What About A File System That Uses Snapshots? 11

equitir asks: "The file system scene for Linux is now all about journaling. While this is good and necessary, I'd like to ask if anyone is working on snapshot capabilities for any of the file systems available. Is it possible? Should it be done? Is there someone already working on something like this?" (Read More)

"I'm referring to what Network-Appliances are doing: at set times the top-level inodes are replicated but kept pointing to the hierarchy (i.e. the file system gets a new entry point). New inodes and blocks are only allocated and pointed-to for changes. This keeps a large number of entry points within the file system, representing the state of the file system at the times the snapshots where taken. This is used for backups and allows easy retrieval of deleted or overwritten files. This is done by the regular users and from every time a snapshot was taken - this is just like undelete, only better...

This is very useful. With the cost of backups being as high as it is and with restorations from tape being admin level work (and slow at that) - I know from experience that this ability is extremely useful. I have also asked myself why this isn't implemented in any of the file systems available for Linux (in fact, I only know of its existence in Network-Appliances file servers)."

This discussion has been archived. No new comments can be posted.

What About A File System That Uses Snapshots?

Comments Filter:
  • Peter Braam (one of the Coda guys) and some others are working on a new distributed filesystem called InterMezzo [inter-mezzo.org]. Its intention is to provide Coda's features, but utilise the features (ie. journalling) and performance (cf. reiserfs [devlinux.com]) of the local filesystem on both the server and client.

    It is my hope that it will prove a lot better integrated with Linux(-based GNU systems :-) than Coda. If it fulfills it promise, I have at least a hundred machines which I am looking to install it on.

    Matthew.

  • From what I know of WAFL (the Netapp filesystem) snapshots should have been a fairly easy thing to implement.

    WAFL is a "write anywhere" filesystem.

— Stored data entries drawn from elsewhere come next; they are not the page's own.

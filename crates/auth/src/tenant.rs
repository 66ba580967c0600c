//! Tenants (clients): the isolation boundary.
//!
//! Full client CRUD lives outside this crate; only what the gate and the
//! admin bootstrap need is modeled here.

use serde::{Deserialize, Serialize};

use warden_core::{DomainError, DomainResult, Entity, TenantId, UserId};

use crate::record::{EntityKind, Record};

/// A tenant record. Its entity id is the tenant id itself.
///
/// # Invariants
/// - At least one admin user at creation time.
/// - The admin list is append-only.
#[derive(Debug, Clone, PartialEq, Eq, Serialize, Deserialize)]
#[serde(rename_all = "camelCase")]
pub struct Client {
    pub tenant_id: TenantId,

    #[serde(default, skip_serializing_if = "Vec::is_empty")]
    admin_users: Vec<UserId>,

    #[serde(default, skip_serializing_if = "Vec::is_empty")]
    pub redirect_urls: Vec<String>,
}

impl Client {
    pub fn new(tenant_id: TenantId, admin_users: Vec<UserId>) -> DomainResult<Self> {
        if admin_users.is_empty() {
            return Err(DomainError::invariant("a tenant needs at least one admin user"));
        }
        let mut client = Self {
            tenant_id,
            admin_users: Vec::with_capacity(admin_users.len()),
            redirect_urls: Vec::new(),
        };
        for admin in admin_users {
            client.add_admin(admin);
        }
        Ok(client)
    }

    pub fn admin_users(&self) -> &[UserId] {
        &self.admin_users
    }

    pub fn is_admin(&self, user_id: &UserId) -> bool {
        self.admin_users.contains(user_id)
    }

    /// Append an admin. Returns `false` if the user already was one.
    pub fn add_admin(&mut self, user_id: UserId) -> bool {
        if self.is_admin(&user_id) {
            return false;
        }
        self.admin_users.push(user_id);
        true
    }
}

impl Entity for Client {
    type Id = TenantId;

    fn id(&self) -> &TenantId {
        &self.tenant_id
    }

    fn tenant_id(&self) -> &TenantId {
        &self.tenant_id
    }
}

impl Record for Client {
    const KIND: EntityKind = EntityKind::Client;
}

#[cfg(test)]
mod tests {
    use super::*;

    fn uid(s: &str) -> UserId {
        UserId::new(s).unwrap()
    }

    #[test]
    fn requires_an_admin() {
        let err = Client::new(TenantId::new("acme").unwrap(), vec![]).unwrap_err();
        assert!(err.to_string().contains("admin"));
    }

    #[test]
    fn admin_list_is_deduplicated_and_append_only() {
        let mut client =
            Client::new(TenantId::new("acme").unwrap(), vec![uid("a"), uid("a")]).unwrap();
        assert_eq!(client.admin_users(), [uid("a")]);
        assert!(client.add_admin(uid("b")));
        assert!(!client.add_admin(uid("b")));
        assert_eq!(client.admin_users(), [uid("a"), uid("b")]);
    }

    #[test]
    fn sort_key_equals_tenant() {
        let client = Client::new(TenantId::new("acme").unwrap(), vec![uid("a")]).unwrap();
        let record = client.to_storage_record().unwrap();
        assert_eq!(record.key.partition, "acme:client");
        assert_eq!(record.key.sort, "acme");
        assert_eq!(Client::from_storage_record(record).unwrap(), client);
    }
}
//! Entity trait: identity + continuity across state changes.

use serde::{Deserialize, Serialize};

use crate::TenantId;

/// Tenant-scoped identity shared by every directory entity.
///
/// Embedded by composition into users, groups and clients rather than
/// inherited; the pair `(tenant_id, id)` is the entity's primary key.
#[derive(Debug, Clone, PartialEq, Eq, Hash, Serialize, Deserialize)]
#[serde(rename_all = "camelCase")]
pub struct EntityRef<I> {
    pub tenant_id: TenantId,
    pub id: I,
}

impl<I> EntityRef<I> {
    pub fn new(tenant_id: TenantId, id: I) -> Self {
        Self { tenant_id, id }
    }
}

/// Entity marker + minimal interface.
pub trait Entity {
    /// Strongly-typed entity identifier.
    type Id: Clone + Eq + core::hash::Hash + core::fmt::Debug + AsRef<str>;

    /// Returns the entity identifier (unique within its tenant).
    fn id(&self) -> &Self::Id;

    /// Returns the tenant that owns this entity.
    fn tenant_id(&self) -> &TenantId;
}
//! Entity services: CRUD over the directory with the model's invariants applied.

mod clients;
mod groups;
mod users;

pub use clients::ClientService;
pub use groups::{GroupService, GroupUpdate, NewGroup};
pub use users::{NewUser, UserService, UserUpdate};

use warden_core::TenantId;

use crate::directory::DirectoryError;
use crate::error::AuthError;
use crate::record::{EntityKind, RecordKey};

fn not_found(tenant_id: &TenantId, kind: EntityKind, id: &str) -> AuthError {
    DirectoryError::NotFound(RecordKey::new(tenant_id, kind, id).to_string()).into()
}
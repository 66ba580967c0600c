//! Layered configuration: optional `warden.toml`, then `WARDEN__*` env vars.

use std::sync::Arc;

use anyhow::{Context, ensure};
use chrono::Duration;
use config::{Config, Environment, File, FileFormat};
use serde::Deserialize;

use warden_auth::{DEFAULT_TOKEN_LIFETIME_MINUTES, TOTP_WINDOW, TokenSettings};
use warden_core::Clock;

use crate::credentials::BcryptTotpVerifier;

const CONFIG_FILE: &str = "warden";
const ENV_PREFIX: &str = "WARDEN";

#[derive(Debug, Clone, Default, Deserialize)]
pub struct WardenConfig {
    #[serde(default)]
    pub token: TokenConfig,
    #[serde(default)]
    pub totp: TotpConfig,
    #[serde(default)]
    pub password: PasswordConfig,
}

#[derive(Debug, Clone, Deserialize)]
pub struct TokenConfig {
    #[serde(default = "default_lifetime_minutes")]
    pub lifetime_minutes: i64,
}

#[derive(Debug, Clone, Deserialize)]
pub struct TotpConfig {
    /// Steps tolerated either side of now.
    #[serde(default = "default_totp_window")]
    pub window: u8,
    #[serde(default = "default_totp_step_seconds")]
    pub step_seconds: u64,
    #[serde(default = "default_totp_issuer")]
    pub issuer: String,
}

#[derive(Debug, Clone, Deserialize)]
pub struct PasswordConfig {
    #[serde(default = "default_bcrypt_cost")]
    pub bcrypt_cost: u32,
}

fn default_lifetime_minutes() -> i64 {
    DEFAULT_TOKEN_LIFETIME_MINUTES
}

fn default_totp_window() -> u8 {
    TOTP_WINDOW
}

fn default_totp_step_seconds() -> u64 {
    30
}

fn default_totp_issuer() -> String {
    "warden".to_string()
}

fn default_bcrypt_cost() -> u32 {
    10
}

impl Default for TokenConfig {
    fn default() -> Self {
        Self {
            lifetime_minutes: default_lifetime_minutes(),
        }
    }
}

impl Default for TotpConfig {
    fn default() -> Self {
        Self {
            window: default_totp_window(),
            step_seconds: default_totp_step_seconds(),
            issuer: default_totp_issuer(),
        }
    }
}

impl Default for PasswordConfig {
    fn default() -> Self {
        Self {
            bcrypt_cost: default_bcrypt_cost(),
        }
    }
}

impl WardenConfig {
    /// Load from `warden.toml` (if present) and the environment.
    pub fn load() -> anyhow::Result<Self> {
        let config = Config::builder()
            .add_source(File::with_name(CONFIG_FILE).required(false))
            .add_source(
                Environment::with_prefix(ENV_PREFIX)
                    .separator("__")
                    .try_parsing(true),
            )
            .build()
            .context("building configuration")?;
        Self::from_config(config)
    }

    /// Parse an inline TOML document; unset keys keep their defaults.
    pub fn from_toml_str(toml: &str) -> anyhow::Result<Self> {
        let config = Config::builder()
            .add_source(File::from_str(toml, FileFormat::Toml))
            .build()
            .context("parsing configuration")?;
        Self::from_config(config)
    }

    fn from_config(config: Config) -> anyhow::Result<Self> {
        let parsed: Self = config
            .try_deserialize()
            .context("deserializing configuration")?;
        parsed.validate()?;
        Ok(parsed)
    }

    pub fn validate(&self) -> anyhow::Result<()> {
        ensure!(
            self.token.lifetime_minutes > 0,
            "token.lifetime_minutes must be positive"
        );
        ensure!(
            self.totp.window == TOTP_WINDOW,
            "totp.window is fixed at {TOTP_WINDOW} step"
        );
        ensure!(self.totp.step_seconds > 0, "totp.step_seconds must be positive");
        ensure!(
            (4..=31).contains(&self.password.bcrypt_cost),
            "password.bcrypt_cost must be within 4..=31"
        );
        ensure!(
            !self.totp.issuer.contains(':'),
            "totp.issuer must not contain ':'"
        );
        Ok(())
    }

    pub fn token_settings(&self) -> TokenSettings {
        TokenSettings {
            lifetime: Duration::minutes(self.token.lifetime_minutes),
            totp_window: self.totp.window,
        }
    }

    pub fn credential_verifier(&self, clock: Arc<dyn Clock>) -> BcryptTotpVerifier {
        BcryptTotpVerifier::new(
            self.password.bcrypt_cost,
            self.totp.step_seconds,
            self.totp.issuer.clone(),
        )
        .with_clock(clock)
    }
}

#[cfg(test)]
mod tests {
    use super::*;

    #[test]
    fn defaults_match_token_constants() {
        let config = WardenConfig::from_toml_str("").unwrap();
        assert_eq!(config.token_settings(), TokenSettings::default());
        assert_eq!(config.totp.step_seconds, 30);
        assert_eq!(config.password.bcrypt_cost, 10);
    }

    #[test]
    fn partial_file_overrides_only_named_keys() {
        let config = WardenConfig::from_toml_str(
            r#"
            [token]
            lifetime_minutes = 5

            [password]
            bcrypt_cost = 4
            "#,
        )
        .unwrap();
        assert_eq!(config.token.lifetime_minutes, 5);
        assert_eq!(config.password.bcrypt_cost, 4);
        assert_eq!(config.totp.window, 1);
        assert_eq!(config.totp.issuer, "warden");
    }

    #[test]
    fn rejects_invalid_values() {
        assert!(WardenConfig::from_toml_str("[token]\nlifetime_minutes = 0").is_err());
        assert!(WardenConfig::from_toml_str("[password]\nbcrypt_cost = 2").is_err());
        assert!(WardenConfig::from_toml_str("[totp]\nissuer = \"a:b\"").is_err());
        assert!(WardenConfig::from_toml_str("[totp]\nwindow = 5").is_err());
        assert!(WardenConfig::from_toml_str("[totp]\nwindow = 0").is_err());
        assert!(WardenConfig::from_toml_str("[totp]\nwindow = 1").is_ok());
    }
}
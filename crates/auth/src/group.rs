use serde::{Deserialize, Serialize};

use warden_core::{Entity, EntityRef, GroupId, TenantId};

use crate::Permission;
use crate::record::{EntityKind, Record};

/// Named bundle of permissions, owned by exactly one tenant.
#[derive(Debug, Clone, PartialEq, Eq, Serialize, Deserialize)]
#[serde(rename_all = "camelCase")]
pub struct Group {
    #[serde(flatten)]
    pub entity: EntityRef<GroupId>,

    #[serde(default)]
    pub name: String,

    #[serde(default, skip_serializing_if = "Vec::is_empty")]
    pub permissions: Vec<Permission>,
}

impl Group {
    pub fn new(tenant_id: TenantId, id: GroupId, name: impl Into<String>, permissions: Vec<Permission>) -> Self {
        Self {
            entity: EntityRef::new(tenant_id, id),
            name: name.into(),
            permissions,
        }
    }
}

impl Entity for Group {
    type Id = GroupId;

    fn id(&self) -> &GroupId {
        &self.entity.id
    }

    fn tenant_id(&self) -> &TenantId {
        &self.entity.tenant_id
    }
}

impl Record for Group {
    const KIND: EntityKind = EntityKind::Group;
}

#[cfg(test)]
mod tests {
    use super::*;

    #[test]
    fn storage_record_omits_empty_permissions() {
        let group = Group::new(
            TenantId::new("acme").unwrap(),
            GroupId::new("readers").unwrap(),
            "Readers",
            vec![],
        );
        let record = group.to_storage_record().unwrap();
        assert_eq!(record.key.partition, "acme:group");
        assert!(record.attribute("permissions").is_none());
        assert!(record.attribute("tenantId").is_none());

        let decoded = Group::from_storage_record(record).unwrap();
        assert_eq!(decoded, group);
    }

    #[test]
    fn permissions_are_stored_as_strings() {
        let group = Group::new(
            TenantId::new("acme").unwrap(),
            GroupId::new("writers").unwrap(),
            "Writers",
            crate::permissions::parse_all(["docs/*", "-docs/secret"]).unwrap(),
        );
        let record = group.to_storage_record().unwrap();
        assert_eq!(
            record.attribute("permissions").unwrap(),
            &serde_json::json!(["docs/*", "-docs/secret"])
        );
    }
}
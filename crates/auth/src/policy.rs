//! Permission policy engine.
//!
//! Pure decision logic over a user's resolved groups:
//! - No IO
//! - No panics
//! - No mutable state after construction

use serde::Serialize;

use warden_core::GroupId;

use crate::{Group, Permission};

#[derive(Debug, Clone, PartialEq, Eq)]
struct Grant {
    group: GroupId,
    permission: Permission,
}

/// Aggregated permissions of one user, ready for `matches` queries.
///
/// Negative permissions are resolved once at construction: a negative from
/// group `G` stays in force unless a positive from some *other* group covers
/// it. Positives of `G` itself never cancel `G`'s own negatives.
#[derive(Debug, Clone, PartialEq, Eq)]
pub struct PolicyEngine {
    positives: Vec<Grant>,
    negatives: Vec<Grant>,
}

impl PolicyEngine {
    pub fn for_groups<'a, I>(groups: I) -> Self
    where
        I: IntoIterator<Item = &'a Group>,
    {
        let mut positives = Vec::new();
        let mut candidates = Vec::new();

        for group in groups {
            for permission in &group.permissions {
                let grant = Grant {
                    group: group.entity.id.clone(),
                    permission: permission.clone(),
                };
                if permission.is_negative() {
                    candidates.push(grant);
                } else {
                    positives.push(grant);
                }
            }
        }

        let negatives = candidates
            .into_iter()
            .filter(|negative| {
                !positives.iter().any(|positive| {
                    positive.group != negative.group
                        && positive.permission.contains(&negative.permission)
                })
            })
            .collect();

        Self {
            positives,
            negatives,
        }
    }

    /// Whether every required permission is granted and none is denied.
    ///
    /// An empty requirement is vacuously satisfied.
    pub fn matches(&self, required: &[Permission]) -> bool {
        required.iter().all(|r| self.covering_positive(r).is_some())
            && !required.iter().any(|r| self.denying_negative(r).is_some())
    }

    /// Explain the decision `matches` would make for `required`.
    pub fn explain(&self, required: &[Permission]) -> PolicyDecision {
        let uncovered: Vec<String> = required
            .iter()
            .filter(|r| self.covering_positive(r).is_none())
            .map(ToString::to_string)
            .collect();

        let denied: Vec<Denial> = required
            .iter()
            .filter_map(|r| {
                self.denying_negative(r).map(|negative| Denial {
                    required: r.to_string(),
                    negated_by: negative.permission.to_string(),
                    group: negative.group.clone(),
                })
            })
            .collect();

        PolicyDecision {
            granted: uncovered.is_empty() && denied.is_empty(),
            uncovered,
            denied,
        }
    }

    /// Negative permissions that survived cross-group promotion.
    pub fn effective_negatives(&self) -> impl Iterator<Item = &Permission> {
        self.negatives.iter().map(|g| &g.permission)
    }

    fn covering_positive(&self, required: &Permission) -> Option<&Grant> {
        self.positives
            .iter()
            .find(|g| g.permission.contains(required))
    }

    fn denying_negative(&self, required: &Permission) -> Option<&Grant> {
        self.negatives
            .iter()
            .find(|g| g.permission.contains(required))
    }
}

/// Auditable outcome of a policy check.
#[derive(Debug, Clone, PartialEq, Eq, Serialize)]
pub struct PolicyDecision {
    pub granted: bool,

    /// Required permissions no positive permission covers.
    pub uncovered: Vec<String>,

    /// Required permissions blocked by an effective negative permission.
    pub denied: Vec<Denial>,
}

#[derive(Debug, Clone, PartialEq, Eq, Serialize)]
pub struct Denial {
    pub required: String,
    pub negated_by: String,
    pub group: GroupId,
}
//! Strongly-typed identifiers used across the directory.
//!
//! Identifiers are opaque strings. Tenants are usually human-chosen names,
//! users and groups default to UUIDv7 strings.

use core::str::FromStr;
use serde::{Deserialize, Serialize};
use uuid::Uuid;

use crate::error::DomainError;

/// Separator between a tenant id and the entity kind in storage keys.
///
/// Identifiers must never contain it, otherwise a partition key could not be
/// split back into its tenant.
pub const TYPE_SEPARATOR: char = ':';

/// Identifier of a tenant (client); the multi-tenant isolation boundary.
#[derive(Debug, Clone, PartialEq, Eq, Hash, PartialOrd, Ord, Serialize, Deserialize)]
#[serde(try_from = "String", into = "String")]
pub struct TenantId(String);

/// Identifier of a user, unique within its tenant.
#[derive(Debug, Clone, PartialEq, Eq, Hash, PartialOrd, Ord, Serialize, Deserialize)]
#[serde(try_from = "String", into = "String")]
pub struct UserId(String);

/// Identifier of a group, unique within its tenant.
#[derive(Debug, Clone, PartialEq, Eq, Hash, PartialOrd, Ord, Serialize, Deserialize)]
#[serde(try_from = "String", into = "String")]
pub struct GroupId(String);

fn validate(value: &str, name: &str) -> Result<(), DomainError> {
    if value.trim().is_empty() {
        return Err(DomainError::invalid_id(format!("{name}: must not be empty")));
    }
    if value.contains(TYPE_SEPARATOR) {
        return Err(DomainError::invalid_id(format!(
            "{name}: must not contain '{TYPE_SEPARATOR}'"
        )));
    }
    Ok(())
}

macro_rules! impl_string_id {
    ($t:ty, $name:literal) => {
        impl $t {
            /// Create an identifier from an explicit value.
            pub fn new(value: impl Into<String>) -> Result<Self, DomainError> {
                let value = value.into();
                validate(&value, $name)?;
                Ok(Self(value))
            }

            /// Generate a fresh identifier.
            ///
            /// Uses UUIDv7 (time-ordered). Prefer passing IDs explicitly in tests
            /// for determinism.
            pub fn generate() -> Self {
                Self(Uuid::now_v7().to_string())
            }

            pub fn as_str(&self) -> &str {
                &self.0
            }
        }

        impl core::fmt::Display for $t {
            fn fmt(&self, f: &mut core::fmt::Formatter<'_>) -> core::fmt::Result {
                f.write_str(&self.0)
            }
        }

        impl AsRef<str> for $t {
            fn as_ref(&self) -> &str {
                &self.0
            }
        }

        impl TryFrom<String> for $t {
            type Error = DomainError;

            fn try_from(value: String) -> Result<Self, Self::Error> {
                Self::new(value)
            }
        }

        impl From<$t> for String {
            fn from(value: $t) -> Self {
                value.0
            }
        }

        impl FromStr for $t {
            type Err = DomainError;

            fn from_str(s: &str) -> Result<Self, Self::Err> {
                Self::new(s)
            }
        }
    };
}

impl_string_id!(TenantId, "TenantId");
impl_string_id!(UserId, "UserId");
impl_string_id!(GroupId, "GroupId");

#[cfg(test)]
mod tests {
    use super::*;

    #[test]
    fn rejects_empty_and_separator() {
        assert!(TenantId::new("").is_err());
        assert!(TenantId::new("   ").is_err());
        assert!(UserId::new("a:b").is_err());
        assert_eq!(GroupId::new("admins").unwrap().as_str(), "admins");
    }

    #[test]
    fn generated_ids_are_valid_and_distinct() {
        let a = UserId::generate();
        let b = UserId::generate();
        assert_ne!(a, b);
        assert!(UserId::new(a.to_string()).is_ok());
    }

    #[test]
    fn parses_from_str() {
        let tenant: TenantId = "acme".parse().unwrap();
        assert_eq!(tenant.to_string(), "acme");
        assert!("acme:user".parse::<TenantId>().is_err());
    }
}
//! Credential verifier boundary (password hashing and TOTP).

use async_trait::async_trait;
use thiserror::Error;

#[derive(Debug, Error, Clone, PartialEq, Eq)]
pub enum CredentialError {
    #[error("password hashing failed: {0}")]
    Hashing(String),

    #[error("totp failure: {0}")]
    Totp(String),
}

/// Fresh TOTP material for enrollment.
#[derive(Clone, PartialEq, Eq)]
pub struct TotpEnrollment {
    /// Base32 shared secret, stored on the user.
    pub secret: String,
    /// `otpauth://` URI for authenticator apps.
    pub provisioning_uri: String,
}

impl core::fmt::Debug for TotpEnrollment {
    fn fmt(&self, f: &mut core::fmt::Formatter<'_>) -> core::fmt::Result {
        f.debug_struct("TotpEnrollment")
            .field("provisioning_uri", &"..")
            .finish_non_exhaustive()
    }
}

#[async_trait]
pub trait CredentialVerifier: Send + Sync {
    async fn hash_password(&self, password: &str) -> Result<String, CredentialError>;

    /// `Ok(false)` on mismatch; `Err` only when the hash itself is unusable.
    async fn verify_password(&self, password: &str, hash: &str) -> Result<bool, CredentialError>;

    /// Check `code` against `secret`, accepting `window` steps either side of now.
    async fn verify_totp(&self, secret: &str, code: &str, window: u8)
    -> Result<bool, CredentialError>;

    /// New TOTP secret labelled with `account` for the provisioning URI.
    async fn generate_totp_secret(&self, account: &str) -> Result<TotpEnrollment, CredentialError>;
}
//! `warden-core` — identity foundation building blocks.
//!
//! This crate contains **pure** primitives (no infrastructure concerns).

pub mod clock;
pub mod entity;
pub mod error;
pub mod id;

pub use clock::{Clock, ManualClock, SystemClock};
pub use entity::{Entity, EntityRef};
pub use error::{DomainError, DomainResult};
pub use id::{GroupId, TYPE_SEPARATOR, TenantId, UserId};
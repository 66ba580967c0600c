use tracing::info;

use warden_core::{Entity, GroupId, TenantId};

use crate::directory::Repository;
use crate::error::AuthResult;
use crate::record::EntityKind;
use crate::{Group, Permission};

use super::not_found;

#[derive(Debug, Clone)]
pub struct NewGroup {
    /// Generated when absent.
    pub id: Option<GroupId>,
    pub name: String,
    pub permissions: Vec<Permission>,
}

#[derive(Debug, Clone)]
pub struct GroupUpdate {
    pub name: String,
    /// Replaces the stored permission list.
    pub permissions: Vec<Permission>,
}

#[derive(Debug, Clone)]
pub struct GroupService {
    repository: Repository,
}

impl GroupService {
    pub fn new(repository: Repository) -> Self {
        Self { repository }
    }

    pub async fn create(&self, tenant_id: &TenantId, new_group: NewGroup) -> AuthResult<Group> {
        let group = Group::new(
            tenant_id.clone(),
            new_group.id.unwrap_or_else(GroupId::generate),
            new_group.name,
            new_group.permissions,
        );
        self.repository.insert(&group).await?;
        info!(
            tenant_id = %tenant_id,
            group_id = %group.id(),
            permissions = group.permissions.len(),
            "group created"
        );
        Ok(group)
    }

    pub async fn get(&self, tenant_id: &TenantId, group_id: &GroupId) -> AuthResult<Group> {
        self.repository
            .get::<Group>(tenant_id, group_id)
            .await?
            .ok_or_else(|| not_found(tenant_id, EntityKind::Group, group_id.as_str()))
    }

    pub async fn list(&self, tenant_id: &TenantId) -> AuthResult<Vec<Group>> {
        Ok(self.repository.list::<Group>(tenant_id).await?)
    }

    pub async fn update(
        &self,
        tenant_id: &TenantId,
        group_id: &GroupId,
        update: GroupUpdate,
    ) -> AuthResult<Group> {
        let group = Group::new(tenant_id.clone(), group_id.clone(), update.name, update.permissions);
        self.repository.replace(&group).await?;
        info!(tenant_id = %tenant_id, group_id = %group_id, "group updated");
        Ok(group)
    }

    /// Users still referencing the group fail resolution afterwards.
    pub async fn delete(&self, tenant_id: &TenantId, group_id: &GroupId) -> AuthResult<()> {
        self.repository.delete::<Group>(tenant_id, group_id).await?;
        info!(tenant_id = %tenant_id, group_id = %group_id, "group deleted");
        Ok(())
    }
}
use tracing_subscriber::EnvFilter;

/// Install a JSON subscriber, falling back to `default_directive` when
/// `RUST_LOG` is unset or invalid.
///
/// Returns `false` if a global subscriber was already installed.
pub fn init(default_directive: &str) -> bool {
    let filter = EnvFilter::try_from_default_env()
        .unwrap_or_else(|_| EnvFilter::new(default_directive));

    let installed = tracing_subscriber::fmt()
        .with_env_filter(filter)
        .json()
        .with_timer(tracing_subscriber::fmt::time::SystemTime)
        .with_target(false)
        .try_init()
        .is_ok();

    if installed {
        tracing::debug!(default_directive, "logging initialised");
    }
    installed
}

Greatly simplified, this essentially means that when a disk write (don't confuse this with a filesystem write, which will usually be cached and not hit disk for a while) occurs, the newly written block will be written in the free block nearest to the current disk-head position.

    When the transaction is complete (be it a write, a file extension, or whatever) the original data block (which will be located elsewhere on disk) will be released.

    When your filesystem works that way, you already have a lot of code which deals with the possibility that block N of a file may be written in multiple locations. From there, it's not unusually difficult to handle the case that block X on disk may hold data for multiple files. (The cases really aren't as independant as you might think.)

    So, rather than returning obsoleted blocks to the pool of available blocks immediately, a copy-on-write strategy is used to hold chosen versions around without wasting enormous amounts of space with copies or (more importantly) I/O bandwidth with copying.

    There was a thread on the reiserfs list about copy-on-write a while ago (prompted by the silly "Microsoft invents symlinks" article here). Hans Reiser has said that he would like have efficient copy-on-write for reiserfs, though it's not a priority. He has also said in the past that what he calls a "wandering log" (which will boil down to the same thing as write-anywhere) is fairly high up the TODO list for reiserfs.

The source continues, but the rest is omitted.